> Work to complete:
All lines in the records that carry the string "impl" are to be shown.

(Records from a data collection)
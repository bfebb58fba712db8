use std::path::{Path, PathBuf};
use crate::error::PadError;

pub const DEFAULT_CANVAS_SIZE: u32 = 1024;
pub const DEFAULT_LOGO_PERCENTAGE: f64 = 0.65; // 65% of canvas
/// Grow icons smaller than the target box until they fill it.
pub const DEFAULT_ALLOW_UPSCALE: bool = false;

pub const INPUT_ICON: &str = "assets/images/icon.png";
pub const OUTPUT_ICON: &str = "assets/images/icon-padded.png";

#[derive(Debug, Clone, PartialEq)]
pub struct PaddingConfig {
    pub canvas_size: u32,
    pub logo_percentage: f64, // (0.0, 1.0]
    pub allow_upscale: bool,
}

impl Default for PaddingConfig {
    fn default() -> Self {
        Self {
            canvas_size: DEFAULT_CANVAS_SIZE,
            logo_percentage: DEFAULT_LOGO_PERCENTAGE,
            allow_upscale: DEFAULT_ALLOW_UPSCALE,
        }
    }
}

impl PaddingConfig {
    pub fn validate(&self) -> Result<(), PadError> {
        if self.canvas_size == 0 {
            return Err(PadError::InvalidConfig("canvas size must be positive".to_string()));
        }

        if !self.logo_percentage.is_finite()
            || self.logo_percentage <= 0.0
            || self.logo_percentage > 1.0
        {
            return Err(PadError::InvalidConfig(format!(
                "logo percentage must be in (0, 1], got {}",
                self.logo_percentage
            )));
        }

        Ok(())
    }

    /// Side of the square box the logo is fitted into, truncated and never zero.
    pub fn target_box(&self) -> u32 {
        ((self.canvas_size as f64 * self.logo_percentage) as u32).max(1)
    }
}

/// Input and output icon paths under `base`.
pub fn asset_paths<P: AsRef<Path>>(base: P) -> (PathBuf, PathBuf) {
    let base = base.as_ref();
    (base.join(INPUT_ICON), base.join(OUTPUT_ICON))
}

> Answer space:
impl Default for PaddingConfig {
impl PaddingConfig {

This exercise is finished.